Moisture content in floor systems

For those that work in areas with crawlspaces, how many of you know when and why 18 percent moisture content in a floor system is a major concern?

Pest inspectors OK it as long as it’s not 20% or more. Similarly, I’ve never cited an issue as long as it’s < 20%. Willing to learn from others however.

FYI. From NACHI’s mold inspection course:

“Mold requires moisture to survive, so protecting lumber and wood structures from moisture will prevent mold growth. Mold growth can be limited if the MC of wood can be kept below 20%. Below a 17% MC of wood, virtually no microbial growth will occur on even the most susceptible materials. Southern Pine dimensional lumber is typically kiln-dried to maximum 19% MC or less. The moisture content will be identified on the grade stamp. Keep in mind, moisture content is related directly to particular substrates or materials.”

Not sure how it can be a “major” concern at 18% if it comes out of the kiln at 19%.

One has to be careful about measuring moisture content without various indicators to do such, I speak in particular of the Carolina’s where we have high humidity…add to the problem irrigation systems that are not properly set as well as the rain we have had lately, you are going to get a distorted view as to the moisture content of the joists.

Like most inspectors I have the cool gadgets however many times the best tool is simply a screw driver and a good set of eyes with the understanding of what one should be looking for.

!2% mc on trim is acceptable prior to installation…12% on hardwood flooring is not. 19 - 20% on framing members is fine…over that you end up having what looks like bad cuts…due to shrinkage… when inspectors see what appear to be bad cuts, many times its not…framers are simply working with what they have and under conditions they normally shouldn’t be installing lumber. How many of you have ever seen a framing crew cover up their lumber…rarely…even more so today with many construction crews consisting of illegal alliens that have no clue about building science…but I digress.

A sustained moisture laden crawlspace creates havoc with numerous components and system…be it creating conditions right for wood destroying insects, joist rotting away, insulation fallen down, hardwood cupping (the picket complaint from homeowners) as well as health issues as a result of fungi growth…all is moisture related. Moisture is the number one reason that homes have problems…be it attic, interior walls (plumbing), to the crawlspace.

Knowing how to manage the moisture will aid in the life of the home.



I have seen one flooring contractor drying subflooring to bring it to the 9%-10% range for installing hardwood tongue and groove according to manufacturers specs.

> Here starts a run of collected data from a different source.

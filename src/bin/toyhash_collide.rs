//! toyhash_collide - find two inputs with the same ToyHash
//!
//! Runs one of the collision strategies from `toyhash::hashing::collision` and prints the pair.

use std::error::Error as StdError;
use std::io::{self, Write};

use clap::{Parser, Subcommand};
use log::info;
use toyhash::hashing::collision::{
    avalanche, single_byte_sensitivity, Collision, CollisionSearch, ALPHANUMERIC,
    NEIGHBOUR_BASES,
};
use toyhash::{toy_hash, Error};

/// ToyHash collision finder
#[derive(Parser, Debug)]
#[command(name = "toyhash_collide")]
#[command(version)]
#[command(about = "Search for two distinct inputs with the same ToyHash")]
struct Args {
    #[command(subcommand)]
    mode: Mode,

    /// Bytes to build candidate strings from
    #[arg(short, long, global = true)]
    alphabet: Option<String>,

    /// Maximum number of candidates to hash
    #[arg(short = 'n', long, global = true)]
    max_attempts: Option<u64>,
}

#[derive(Subcommand, Debug)]
enum Mode {
    /// Enumerate every string over the alphabet, shortest first
    Brute {
        /// Shortest candidate length
        #[arg(long, default_value = "1")]
        min_len: usize,

        /// Longest candidate length
        #[arg(long, default_value = "4")]
        max_len: usize,
    },

    /// Hash random strings until two collide
    Birthday {
        /// Shortest candidate length
        #[arg(long, default_value = "3")]
        min_len: usize,

        /// Longest candidate length
        #[arg(long, default_value = "6")]
        max_len: usize,

        /// RNG seed (random if omitted)
        #[arg(short, long)]
        seed: Option<u64>,
    },

    /// Try every printable string of one and two bytes
    Pairs,

    /// Insert one printable byte into a few base strings
    Neighbours,

    /// Neighbour strings, then random strings, against one table
    Advanced {
        /// Longest random candidate length
        #[arg(long, default_value = "5")]
        max_len: usize,

        /// RNG seed for the random phase
        #[arg(short, long, default_value = "42")]
        seed: u64,
    },

    /// Analyze, then try pairs, advanced, brute and birthday in turn until one hits
    All {
        /// RNG seed for the random strategies (random if omitted)
        #[arg(short, long)]
        seed: Option<u64>,
    },

    /// Print sample hashes and how a one-byte change moves them
    Analyze {
        /// Base string for the avalanche table
        #[arg(default_value = "hello")]
        base: String,
    },
}

fn main() {
    env_logger::Builder::from_env(env_logger::Env::default().default_filter_or("warn")).init();
    let args = Args::parse();

    if let Err(e) = run(&args) {
        eprintln!("Error: {}", e);
        std::process::exit(1);
    }
}

fn run(args: &Args) -> Result<(), Box<dyn StdError>> {
    let stdout = io::stdout();
    let mut out = stdout.lock();

    let mut search = CollisionSearch::new().alphabet(
        args.alphabet
            .as_deref()
            .map(str::as_bytes)
            .unwrap_or(ALPHANUMERIC),
    );
    if let Some(n) = args.max_attempts {
        search = search.max_attempts(n);
    }

    let found = match &args.mode {
        Mode::Brute { min_len, max_len } => search
            .min_len(*min_len)
            .max_len(*max_len)
            .max_attempts(args.max_attempts.unwrap_or(u64::MAX))
            .brute_force()?,
        Mode::Birthday {
            min_len,
            max_len,
            seed,
        } => search
            .min_len(*min_len)
            .max_len(*max_len)
            .seed(*seed)
            .birthday()?,
        Mode::Pairs => search.short_bytes_search()?,
        Mode::Neighbours => search.neighbour_search(&NEIGHBOUR_BASES)?,
        Mode::Advanced { max_len, seed } => search
            .max_len(*max_len)
            .seed(Some(*seed))
            .advanced(&NEIGHBOUR_BASES)?,
        Mode::All { seed } => {
            analyze(&mut out, b"hello")?;
            run_all(&mut out, search.seed(*seed))?
        }
        Mode::Analyze { base } => {
            analyze(&mut out, base.as_bytes())?;
            return Ok(out.flush()?);
        }
    };

    report(&mut out, &found)?;
    Ok(out.flush()?)
}

const ALL_STEPS: [&str; 4] = ["pairs", "advanced", "brute", "birthday"];

/// Tries each strategy in turn and returns the first collision.
///
/// A strategy that comes back empty moves on to the next; any other error stops the run.
fn run_all<W: Write>(out: &mut W, search: CollisionSearch) -> Result<Collision, Box<dyn StdError>> {
    let mut last = Error::NotFound { attempts: 0 };
    for name in ALL_STEPS {
        writeln!(out, "\n=== Trying {} ===", name)?;
        let search = search.clone();
        let result = match name {
            "pairs" => search.short_bytes_search(),
            "advanced" => search.max_len(5).advanced(&NEIGHBOUR_BASES),
            "brute" => search
                .min_len(1)
                .max_len(4)
                .max_attempts(u64::MAX)
                .brute_force(),
            _ => search.max_len(6).max_attempts(200_000).birthday(),
        };
        match result {
            Ok(found) => return Ok(found),
            Err(e @ Error::NotFound { .. }) => {
                info!("{} found nothing", name);
                writeln!(out, "  {}", e)?;
                last = e;
            }
            Err(e) => return Err(e.into()),
        }
    }
    Err(last.into())
}

fn report<W: Write>(out: &mut W, found: &Collision) -> io::Result<()> {
    writeln!(out, "Collision found after {} attempts", found.attempts)?;
    writeln!(out, "  Hash:     0x{:08x}", found.hash)?;
    writeln!(out, "  String 1: \"{}\"", found.first.escape_ascii())?;
    writeln!(out, "  String 2: \"{}\"", found.second.escape_ascii())?;

    if found.is_valid() {
        writeln!(
            out,
            "Verified: both inputs hash to 0x{:08x}",
            toy_hash(&found.first)
        )
    } else {
        writeln!(out, "Verification FAILED")
    }
}

fn analyze<W: Write>(out: &mut W, base: &[u8]) -> io::Result<()> {
    let samples: [&[u8]; 10] = [
        b"a", b"b", b"ab", b"ba", b"abc", b"cba", b"hello", b"world", b"test", b"1234",
    ];

    writeln!(out, "=== Sample hashes ===")?;
    for s in samples {
        writeln!(out, "  \"{}\" -> 0x{:08x}", s.escape_ascii(), toy_hash(s))?;
    }

    writeln!(out, "\n=== Appending one byte to \"{}\" ===", base.escape_ascii())?;
    writeln!(out, "  \"{}\" -> 0x{:08x}", base.escape_ascii(), toy_hash(base))?;
    // 'a' through 'y'
    for row in avalanche(base, b'a'..b'z') {
        writeln!(
            out,
            "  \"{}\" -> 0x{:08x} (diff: 0x{:08x}, {} bits)",
            row.input.escape_ascii(),
            row.hash,
            row.diff,
            row.diff.count_ones()
        )?;
    }

    let sensitivity = single_byte_sensitivity(base);
    writeln!(
        out,
        "\n=== Single-byte substitutions ===\n  {}/{} changed the hash",
        sensitivity.changed, sensitivity.mutations
    )
}
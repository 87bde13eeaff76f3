pub mod collision;
pub mod toyhash;

pub use collision::{avalanche, single_byte_sensitivity, Collision, CollisionSearch};
pub use toyhash::{toy_hash, toy_hash_hex, ToyBuildHasher, ToyHasher};
//! # ToyHash
//!
//! This module provides a deliberately **weak** 32-bit hash. It exists so that collisions are
//! cheap enough to find by hand: the whole state is a single `u32`, so a birthday search over
//! random short strings turns up a collision after roughly a hundred thousand attempts.
//!
//! **Note**: ToyHash is not cryptographically secure and never will be. Do not use it for
//! anything beyond demonstrations and tests.
//!
//! ## Algorithm
//! Starting from `h = 0x9747b28c`, each input byte `b` is mixed in with
//! ```text
//! h ^= b
//! h *= 0x45d9f3b      (mod 2^32)
//! h  = rotl(h, 13)
//! h ^= 0x27100001
//! ```
//! There is no finalization step, so the empty input hashes to the seed itself.
//!
//! ## Key Features
//! - One-shot function `toy_hash(data) -> u32`.
//! - A streaming `ToyHasher` implementing `std::hash::Hasher` (the 32-bit state is
//!   zero-extended in `finish()`).
//! - `ToyBuildHasher` so the hash can back a `HashMap` or `HashSet`.

use std::hash::{BuildHasher, Hasher};

/// Initial accumulator value.
pub const TOYHASH_SEED: u32 = 0x9747b28c;
/// Odd multiplier applied after each byte is XORed in.
pub const TOYHASH_MULTIPLIER: u32 = 0x45d9f3b;
/// Left rotation applied after the multiply.
pub const TOYHASH_ROTATION: u32 = 13;
/// Constant XORed into the state at the end of every round.
pub const TOYHASH_XOR: u32 = 0x27100001;

/// Mixes a single byte into the accumulator.
#[inline(always)]
fn mix(h: u32, b: u8) -> u32 {
    let h = (h ^ b as u32).wrapping_mul(TOYHASH_MULTIPLIER);
    h.rotate_left(TOYHASH_ROTATION) ^ TOYHASH_XOR
}

/// Returns the 32-bit ToyHash of `data`.
pub fn toy_hash(data: &[u8]) -> u32 {
    data.iter().fold(TOYHASH_SEED, |h, &b| mix(h, b))
}

/// Returns the ToyHash of `data` as 8 lowercase hex digits, most significant byte first.
pub fn toy_hash_hex(data: &[u8]) -> String {
    hex::encode(toy_hash(data).to_be_bytes())
}

/// Streaming ToyHash state implementing `std::hash::Hasher`.
///
/// Every byte passed to `write` goes through the same round as [`toy_hash`], so splitting
/// the input across several writes does not change the result.
#[derive(Debug, Clone, Copy, PartialEq, Eq)]
pub struct ToyHasher {
    state: u32,
}

impl ToyHasher {
    /// Creates a hasher holding the initial seed.
    pub fn new() -> Self {
        Self {
            state: TOYHASH_SEED,
        }
    }

    /// Returns the current 32-bit digest.
    pub fn digest(&self) -> u32 {
        self.state
    }
}

impl Default for ToyHasher {
    fn default() -> Self {
        Self::new()
    }
}

impl Hasher for ToyHasher {
    fn finish(&self) -> u64 {
        self.state as u64
    }

    fn write(&mut self, bytes: &[u8]) {
        self.state = bytes.iter().fold(self.state, |h, &b| mix(h, b));
    }
}

/// The `BuildHasher` handing out fresh `ToyHasher`s for `HashMap`, `HashSet` and friends.
#[derive(Debug, Clone, Copy, Default)]
pub struct ToyBuildHasher;

impl BuildHasher for ToyBuildHasher {
    type Hasher = ToyHasher;

    fn build_hasher(&self) -> Self::Hasher {
        ToyHasher::new()
    }
}

#[cfg(test)]
mod tests {
    use super::*;

    #[test]
    fn test_empty_input_is_seed() {
        assert_eq!(toy_hash(b""), 0x9747b28c);
        assert_eq!(toy_hash(&[]), TOYHASH_SEED);
    }

    #[test]
    fn test_known_vectors() {
        assert_eq!(toy_hash(b"a"), 0x2ae3e339);
        assert_eq!(toy_hash(b"ab"), 0x1a4f2e18);
        assert_eq!(toy_hash(b"ba"), 0x1d6231c3);
        assert_eq!(toy_hash(b"abc"), 0x847b2198);
        assert_eq!(toy_hash(b"hello"), 0xdf280ebe);
        assert_eq!(toy_hash(b"world"), 0x0dd04438);
        assert_eq!(toy_hash(b"toyhash"), 0x82d01000);
    }

    #[test]
    fn test_non_ascii_bytes() {
        assert_eq!(toy_hash(&[0xff]), 0x76a020a5);
        // "é" in UTF-8
        assert_eq!(toy_hash("\u{e9}".as_bytes()), 0xff31b9e6);
    }

    #[test]
    fn test_single_round_by_hand() {
        let mut h = TOYHASH_SEED ^ b'a' as u32;
        h = h.wrapping_mul(TOYHASH_MULTIPLIER);
        h = (h << 13) | (h >> 19);
        h ^= TOYHASH_XOR;
        assert_eq!(toy_hash(b"a"), h);
    }

    #[test]
    fn test_deterministic() {
        let input = b"the quick brown fox";
        let first = toy_hash(input);
        for _ in 0..10 {
            assert_eq!(toy_hash(input), first);
        }
    }

    #[test]
    fn test_hex_is_zero_padded() {
        assert_eq!(toy_hash_hex(b"world"), "0dd04438");
        assert_eq!(toy_hash_hex(b""), "9747b28c");
    }

    #[test]
    fn test_hasher_matches_one_shot() {
        let mut hasher = ToyHasher::new();
        hasher.write(b"toy");
        hasher.write(b"");
        hasher.write(b"hash");
        assert_eq!(hasher.digest(), toy_hash(b"toyhash"));
        assert_eq!(hasher.finish(), 0x82d01000u64);
    }

    #[test]
    fn test_default_hasher_is_seed() {
        assert_eq!(ToyHasher::default().finish(), TOYHASH_SEED as u64);
    }

    #[test]
    fn test_build_hasher_in_hashmap() {
        use std::collections::HashMap;
        let mut map = HashMap::with_hasher(ToyBuildHasher);
        map.insert("foo", 1);
        map.insert("bar", 2);
        assert_eq!(map["foo"], 1);
        assert_eq!(map.get("baz"), None);
    }
}
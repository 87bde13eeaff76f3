//! toyhash - print the ToyHash of a single argument.

use std::io::{self, Write};

fn main() {
    env_logger::Builder::from_env(env_logger::Env::default().default_filter_or("warn")).init();

    let stdout = io::stdout();
    let mut out = stdout.lock();
    let result = toyhash::cli::run(std::env::args_os().skip(1), &mut out).and_then(|_| out.flush());

    if let Err(e) = result {
        eprintln!("Error: {}", e);
        std::process::exit(1);
    }
}
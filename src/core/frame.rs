//! Frame Classification and Rewriting
//!
//! Just enough IPv4 header surgery to route captured frames: extract the
//! destination address, decide unicast vs broadcast, and rewrite the
//! source field of inbound frames before injection. Pure byte work,
//! no I/O, no allocation beyond the caller's buffer.

use std::net::Ipv4Addr;
use thiserror::Error;

use super::addr::VirtualAddr;

/// Minimum bytes a frame must carry to be routable (IPv4 header).
pub const MIN_FRAME_LEN: usize = 20;

/// Byte offset of the IPv4 source address field.
pub const SRC_ADDR_OFFSET: usize = 12;

/// Byte offset of the IPv4 destination address field.
pub const DST_ADDR_OFFSET: usize = 16;

/// Frame inspection errors. Truncated frames are dropped by callers,
/// never forwarded or injected.
#[derive(Debug, Clone, Copy, PartialEq, Eq, Error)]
pub enum FrameError {
    /// Frame shorter than the minimum routable header.
    #[error("frame truncated: {0} bytes, need at least {MIN_FRAME_LEN}")]
    Truncated(usize),
}

/// How a captured frame should be relayed.
#[derive(Debug, Clone, Copy, PartialEq, Eq)]
pub enum FrameClass {
    /// Deliver to the single member owning this address.
    Unicast(VirtualAddr),
    /// Deliver to every other room member.
    Broadcast,
}

fn addr_at(frame: &[u8], offset: usize) -> Ipv4Addr {
    Ipv4Addr::new(
        frame[offset],
        frame[offset + 1],
        frame[offset + 2],
        frame[offset + 3],
    )
}

/// Extract the destination address of a frame.
pub fn destination(frame: &[u8]) -> Result<Ipv4Addr, FrameError> {
    if frame.len() < MIN_FRAME_LEN {
        return Err(FrameError::Truncated(frame.len()));
    }
    Ok(addr_at(frame, DST_ADDR_OFFSET))
}

/// Extract the source address of a frame.
pub fn source(frame: &[u8]) -> Result<Ipv4Addr, FrameError> {
    if frame.len() < MIN_FRAME_LEN {
        return Err(FrameError::Truncated(frame.len()));
    }
    Ok(addr_at(frame, SRC_ADDR_OFFSET))
}

/// Classify a frame by destination: the limited broadcast address and
/// the class-D multicast range are shared-medium traffic, everything
/// else is unicast to one peer.
pub fn classify(frame: &[u8]) -> Result<FrameClass, FrameError> {
    let dst = destination(frame)?;
    if dst.is_broadcast() || dst.is_multicast() {
        Ok(FrameClass::Broadcast)
    } else {
        Ok(FrameClass::Unicast(dst))
    }
}

/// Rewrite the source address field in place.
///
/// Touches exactly the four source bytes; length and every other field
/// are left unchanged, so the injected frame is byte-identical to the
/// original apart from the sender's room-scoped address.
pub fn rewrite_source(frame: &mut [u8], sender: VirtualAddr) -> Result<(), FrameError> {
    if frame.len() < MIN_FRAME_LEN {
        return Err(FrameError::Truncated(frame.len()));
    }
    frame[SRC_ADDR_OFFSET..SRC_ADDR_OFFSET + 4].copy_from_slice(&sender.octets());
    Ok(())
}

You will not find any kiln dried lumber anywhere near 18 percent, it comes out of the kiln at an average of 12 percent and is constantly air drying before it can reach the dealer. In some weather conditions it will end up being around 15 percent. When installed in a proper crawlspace it will vary slightly and end up still around 12 to 15 percent, maybe 16 during a very humid spell. (go to home cheapo and stick a probe into some wood there or just measure every house for practice) This does not include treated lumber, unless something has changed lately that stuff is around 40 percent when they get it to the dealer.

The house I did the other day had 18 percent all over which raised a red flag because:

The house had a vapor barrier already covering about 95 percent.
The block foundation was wet, very little efflorescence present but just wet.
I knew the wood was increasing in moisture, it had I-joists which are even drier that sawn lumber to start with.
You could also feel some excessive dampness under the vapor barrier.
With no actions taken, this house will be above 20 percent within 2 years.

Bruce i had the same thing here last week I beams where 25%
Sub floor same thing , Area was damp , down spouts where not away from the home
Steep hill with in 50 feet of the home
Fan running all vents open
Vapor barrier had moisture laying on top
Ducts where condensing water
I just simple put down the facts and statement there could a mold issue if not corrected this was a new Home
Insulation was already wet to touch
I think there a combination of issues Slope , down spouts, and being a new home where the soil has been disturbed,
I have no idea how they dry this But it will be a problem down the road.
Yeah it even had O-pipe around the foundation which dumped into a ditch No water was coming out though. Been raining hard here for the last 2 weeks . Builder didn’t think it should be a problem . and gutters with splash block was all they ever installed.

In western Washington, 18% is prime Anobiid infestation territory (13 to 18 %). Here I would definitely call it out.

According to IICRC 15-16% max is allowed, but they even say that at 15% mold growth can still occur.:wink:
I just make sure the drywall and carpeting above the floor is no more than 12%, the crawlspace as plenty of vents, and it has moisture barrier.